Reputation: 57
I have files with CommonChar is some of them and my python code works on them to build a dictionary. While building there are some required keys which users might forget to put in. The code should be able to flag the file and the key which is missing.
The syntax for python code to work on is like this:
CommonChar pins Category General
CommonChar pins Contact Mark
CommonChar pins Description 1st line
CommonChar pins Description 2nd line
CommonChar nails Category specific
CommonChar nails Description 1st line
So for above example "Contact" is missing: CommonChar nails Contact Robert
I have a list for ex: mustNeededKeys=["Category", "Description", "Contact"]
mainDict={}
for dirName, subdirList, fileList in os.walk(sys.argv[1]):
for eachFile in fileList:
#excluding file names ending in .swp , swo which are creatied temporarily when editing in vim
if not eachFile.endswith(('.swp','.swo','~')):
#print eachFile
filePath= os.path.join(dirName,eachFile)
#print filePath
with open(filePath, "r") as fh:
contents=fh.read()
items=re.findall("CommonChar.*$",contents,re.MULTILINE)
for x in items:
cc, group, topic, data = x.split(None, 3)
data = data.split()
group_dict = mainDict.setdefault(group, {'fileLocation': [filePath]})
if topic in group_dict:
group_dict[topic].extend(['</br>'] + data)
else:
group_dict[topic] = data
This above code does its job of building a dict like this:
{'pins': {'Category': ['General'], 'Contact': ['Mark'], 'Description': ['1st', 'line', '2nd', 'line'] } , 'nails':{'Category':['specific'], 'Description':['1st line']}
So when reading each file with CommonChar and building a group_dict , a way to check all the keys and compare it with mustNeededKeys and flag if not there and proceed if met.
Upvotes: 0
Views: 491
Reputation: 18635
Something like this should work:
# Setup mainDict (equivalent to code given above)
mainDict = {
'nails': {
'Category': ['specific'],
'Description': ['1st', 'line'],
'fileLocation': ['/some/path/nails.txt']
},
'pins': {
'Category': ['General'],
'Contact': ['Mark'],
'Description': ['1st', 'line', '</br>', '2nd', 'line'],
'fileLocation': ['/some/path/pins.txt']
}
}
# check for missing keys
mustNeededKeys = {"Category", "Description", "Contact"}
for group, group_dict in mainDict.items():
missing_keys = mustNeededKeys - set(group_dict.keys())
if missing_keys:
missing_key_list = ','.join(missing_keys)
print(
'group "{}" ({}) is missing key(s): {}'
.format(group, group_dict['fileLocation'][0], missing_key_list)
)
# group "nails" (/some/path/nails.txt) is missing key(s): Contact
If you must check for missing keys immediately after processing each group, you could use the code below.
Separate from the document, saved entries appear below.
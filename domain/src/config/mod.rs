//! Configuration value objects for the domain layer
//!
//! These are domain concepts related to configuration that are
//! used across multiple layers.

mod output_format;
pub mod validation;

pub use output_format::OutputFormat;
pub use validation::{ConfigIssue, ConfigIssueCode, Severity};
This assumes that each group is stored as a contiguous collection of rows in a single file (i.e., not mixed with other groups in the same file or spread across different files).
from itertools import groupby
mainDict={}
mustNeededKeys = {"Category", "Description", "Contact"}
for dirName, subdirList, fileList in os.walk(sys.argv[1]):
for eachFile in fileList:
# excluding file names ending in .swp , swo which are created
# temporarily when editing in vim
if not eachFile.endswith(('.swp','.swo','~')):
#print eachFile
filePath = os.path.join(dirName,eachFile)
#print filePath
with open(filePath, "r") as fh:
contents = fh.read()
items = re.findall("CommonChar.*$", contents, re.MULTILINE)
split_items = [line.split(None, 3) for line in items]
# group the items by group name (element 1 in each row)
for g, group_items in groupby(split_items, lambda row: row[1]):
group_dict = {'fileLocation': [filePath]}
# store all items in the current group
for cc, group, topic, data in group_items:
data = data.split()
if topic in group_dict:
group_dict[topic].extend(['</br>'] + data)
else:
group_dict[topic] = data
# check for missing keys
missing_keys = mustNeededKeys - set(group_dict.keys())
if missing_keys:
missing_key_list = ','.join(missing_keys)
print(
'group "{}" ({}) is missing key(s): {}'
.format(group, filePath, missing_key_list)
)
# add group to mainDict
mainDict[group] = group_dict
Upvotes: 1
Reputation: 195553
data = '''CommonChar pins Category General
CommonChar pins Contact Mark
CommonChar pins Description 1st line
CommonChar pins Description 2nd line
CommonChar nails Category specific
CommonChar nails Description 1st line'''
from collections import defaultdict
from pprint import pprint
required_keys = ["Category", "Description", "Contact"]
d = defaultdict(dict)
for line in data.splitlines():
line = line.split()
if line[2] == 'Description':
if line[2] not in d[line[1]]:
d[line[1]][line[2]] = []
d[line[1]][line[2]].extend(line[3:])
else:
d[line[1]][line[2]] = [line[3]]
pprint(dict(d))
print('*' * 80)
# find missing keys
for k in d.keys():
for missing_key in set(d[k].keys()) ^ set(required_keys):
print('Key "{}" is missing "{}"!'.format(k, missing_key))
Prints:
{'nails': {'Category': ['specific'], 'Description': ['1st', 'line']},
'pins': {'Category': ['General'],
'Contact': ['Mark'],
'Description': ['1st', 'line', '2nd', 'line']}}
********************************************************************************
Key "nails" is missing "Contact"!
Upvotes: 0